- **EXERCISE**:
Whichever lines of the entries hold the word "elements" should be identified and copied.

### DATA LISTING ###

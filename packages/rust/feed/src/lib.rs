//! Channel Atom feed parsing.
//!
//! `https://www.youtube.com/feeds/videos.xml?channel_id=UC...` serves an Atom
//! document extended with the `yt:` and `media:` namespaces. We read the
//! channel summary from the root and up to `max_entries` `<entry>` elements.

mod entry;

use quick_xml::events::{BytesStart, Event};
use quick_xml::name::{Namespace, ResolveResult};
use quick_xml::reader::NsReader;
use tracing::{debug, info, instrument};
use ytextract_shared::{ChannelFeed, ChannelId, ExtractError, FeedOptions, Result, YOUTUBE_ORIGIN};

use entry::EntryFields;

const ATOM_NS: &[u8] = b"http://www.w3.org/2005/Atom";
const YT_NS: &[u8] = b"http://www.youtube.com/xml/schemas/2015";
const MEDIA_NS: &[u8] = b"http://search.yahoo.com/mrss/";

/// Feed URL for a channel.
pub fn feed_url(channel_id: &ChannelId) -> String {
    format!("{YOUTUBE_ORIGIN}/feeds/videos.xml?channel_id={channel_id}")
}

// ---------------------------------------------------------------------------
// Element tags
// ---------------------------------------------------------------------------

/// The elements we care about, resolved by namespace + local name.
#[derive(Debug, Clone, Copy, PartialEq, Eq)]
enum Tag {
    Feed,
    Entry,
    Title,
    Link,
    Author,
    Name,
    Uri,
    Published,
    Updated,
    VideoId,
    Group,
    Description,
    Thumbnail,
    Community,
    Statistics,
    Other,
}

impl Tag {
    fn resolve(ns: &ResolveResult<'_>, local: &[u8]) -> Self {
        let ns = match ns {
            ResolveResult::Bound(Namespace(ns)) => *ns,
            _ => return Self::Other,
        };

        match (ns, local) {
            (ATOM_NS, b"feed") => Self::Feed,
            (ATOM_NS, b"entry") => Self::Entry,
            (ATOM_NS, b"title") => Self::Title,
            (ATOM_NS, b"link") => Self::Link,
            (ATOM_NS, b"author") => Self::Author,
            (ATOM_NS, b"name") => Self::Name,
            (ATOM_NS, b"uri") => Self::Uri,
            (ATOM_NS, b"published") => Self::Published,
            (ATOM_NS, b"updated") => Self::Updated,
            (YT_NS, b"videoId") => Self::VideoId,
            (MEDIA_NS, b"group") => Self::Group,
            (MEDIA_NS, b"description") => Self::Description,
            (MEDIA_NS, b"thumbnail") => Self::Thumbnail,
            (MEDIA_NS, b"community") => Self::Community,
            (MEDIA_NS, b"statistics") => Self::Statistics,
            _ => Self::Other,
        }
    }
}

// ---------------------------------------------------------------------------
// Parser state
// ---------------------------------------------------------------------------

#[derive(Debug, Default)]
struct ChannelFields {
    title: Option<String>,
    url: Option<String>,
    author: Option<String>,
    published: Option<String>,
}

/// Streaming state: the open-element path plus whatever is being collected.
#[derive(Debug, Default)]
struct FeedState {
    path: Vec<Tag>,
    text: String,
    channel: ChannelFields,
    entry: Option<EntryFields>,
    entries: Vec<EntryFields>,
    entries_seen: usize,
}

impl FeedState {
    /// Handle the attributes of a start or empty element at the current path.
    fn on_element(&mut self, tag: Tag, element: &BytesStart<'_>) -> Result<()> {
        use Tag::*;

        match (self.path.as_slice(), tag) {
            ([Feed], Link) if attr(element, b"rel")?.as_deref() == Some("alternate") => {
                self.channel.url = attr(element, b"href")?;
            }
            ([Feed, Entry], Link) if attr(element, b"rel")?.as_deref() == Some("alternate") => {
                if let Some(entry) = self.entry.as_mut() {
                    entry.url = attr(element, b"href")?;
                }
            }
            ([Feed, Entry, Group], Thumbnail) => {
                if let Some(entry) = self.entry.as_mut() {
                    entry.thumbnail = attr(element, b"url")?;
                }
            }
            ([Feed, Entry, Group, Community], Statistics) => {
                if let Some(entry) = self.entry.as_mut() {
                    entry.views = attr(element, b"views")?;
                }
            }
            _ => {}
        }
        Ok(())
    }

    /// Assign collected text when an element closes. `path` still includes it.
    fn on_close(&mut self) {
        use Tag::*;

        let text = std::mem::take(&mut self.text).trim().to_string();
        let value = (!text.is_empty()).then_some(text);

        let channel = &mut self.channel;
        match self.path.as_slice() {
            [Feed, Title] => channel.title = value,
            [Feed, Author, Name] => channel.author = value,
            [Feed, Published] => channel.published = value,
            [Feed, Entry, rest @ ..] => {
                let Some(entry) = self.entry.as_mut() else {
                    return;
                };
                match rest {
                    [VideoId] => entry.video_id = value,
                    [Title] => entry.title = value,
                    [Published] => entry.published = value,
                    [Updated] => entry.updated = value,
                    [Author, Name] => entry.author = value,
                    [Author, Uri] => entry.author_url = value,
                    [Group, Description] => entry.description = value,
                    [] => {
                        if let Some(done) = self.entry.take() {
                            self.entries.push(done);
                        }
                    }
                    _ => {}
                }
            }
            _ => {}
        }
    }
}

/// Read an attribute by (unprefixed) local name, unescaped.
fn attr(element: &BytesStart<'_>, name: &[u8]) -> Result<Option<String>> {
    for attribute in element.attributes() {
        let attribute =
            attribute.map_err(|e| ExtractError::parse(format!("malformed feed attribute: {e}")))?;
        if attribute.key.local_name().as_ref() == name {
            let value = attribute
                .unescape_value()
                .map_err(|e| ExtractError::parse(format!("malformed feed attribute value: {e}")))?;
            return Ok(Some(value.into_owned()));
        }
    }
    Ok(None)
}

// ---------------------------------------------------------------------------
// Public API
// ---------------------------------------------------------------------------

/// Parse a channel's Atom feed, keeping at most `opts.max_entries` entries.
///
/// Entries beyond the limit are skipped without being parsed. An entry with
/// no video id or title, or with a non-numeric view count, is dropped; the
/// rest of the feed still parses. A document that is not well-formed XML or
/// not an Atom feed fails as a whole.
#[instrument(skip_all, fields(channel_id = %channel_id, len = xml.len(), max_entries = opts.max_entries))]
pub fn parse_feed(channel_id: &ChannelId, xml: &str, opts: &FeedOptions) -> Result<ChannelFeed> {
    let mut reader = NsReader::from_str(xml);
    let mut state = FeedState::default();
    let mut saw_feed = false;

    loop {
        let (resolved, event) = match reader.read_resolved_event() {
            Ok(pair) => pair,
            Err(e) => return Err(ExtractError::parse(format!("feed XML is malformed: {e}"))),
        };

        match event {
            Event::Start(element) => {
                let tag = Tag::resolve(&resolved, element.local_name().as_ref());

                if state.path.is_empty() {
                    if tag != Tag::Feed {
                        return Err(ExtractError::unrecognized(
                            "document is not an Atom feed (root element is not atom:feed)",
                        ));
                    }
                    saw_feed = true;
                }

                if state.path == [Tag::Feed] && tag == Tag::Entry {
                    if state.entries_seen >= opts.max_entries {
                        reader.read_to_end(element.name()).map_err(|e| {
                            ExtractError::parse(format!("feed XML is malformed: {e}"))
                        })?;
                        continue;
                    }
                    state.entries_seen += 1;
                    state.entry = Some(EntryFields::default());
                }

                state.on_element(tag, &element)?;
                state.path.push(tag);
                state.text.clear();
            }
            Event::Empty(element) => {
                let tag = Tag::resolve(&resolved, element.local_name().as_ref());
                if state.path.is_empty() {
                    return Err(ExtractError::unrecognized(
                        "document is not an Atom feed (root element is empty)",
                    ));
                }
                if state.path == [Tag::Feed] && tag == Tag::Entry {
                    // Has no fields, so it can never build; it still uses a slot.
                    if state.entries_seen < opts.max_entries {
                        state.entries_seen += 1;
                        debug!("skipping empty feed entry");
                    }
                    continue;
                }
                state.on_element(tag, &element)?;
            }
            Event::Text(text) => {
                let text = text
                    .unescape()
                    .map_err(|e| ExtractError::parse(format!("malformed feed text: {e}")))?;
                state.text.push_str(&text);
            }
            Event::CData(data) => {
                state.text.push_str(&String::from_utf8_lossy(&data));
            }
            Event::End(_) => {
                state.on_close();
                state.path.pop();
            }
            Event::Eof if state.path.is_empty() => break,
            Event::Eof => {
                return Err(ExtractError::parse("feed XML ended inside an open element"));
            }
            _ => {}
        }
    }

    if !saw_feed {
        return Err(ExtractError::unrecognized("document is empty or has no atom:feed root"));
    }

    let entries_seen = state.entries_seen;
    let videos: Vec<_> = state
        .entries
        .into_iter()
        .filter_map(|fields| match fields.build() {
            Ok(video) => Some(video),
            Err(e) => {
                debug!(error = %e, "skipping feed entry");
                None
            }
        })
        .collect();

    info!(
        entries = entries_seen,
        videos = videos.len(),
        "feed parsed"
    );

    Ok(ChannelFeed {
        channel_url: state.channel.url.unwrap_or_else(|| channel_id.channel_url()),
        channel_id: channel_id.clone(),
        channel_title: state.channel.title,
        channel_author: state.channel.author,
        channel_published: state.channel.published,
        video_count: videos.len(),
        videos,
    })
}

###

- **TASK ANSWER**:
//! channel summary from the root and up to `max_entries` `<entry>` elements.
/// The elements we care about, resolved by namespace + local name.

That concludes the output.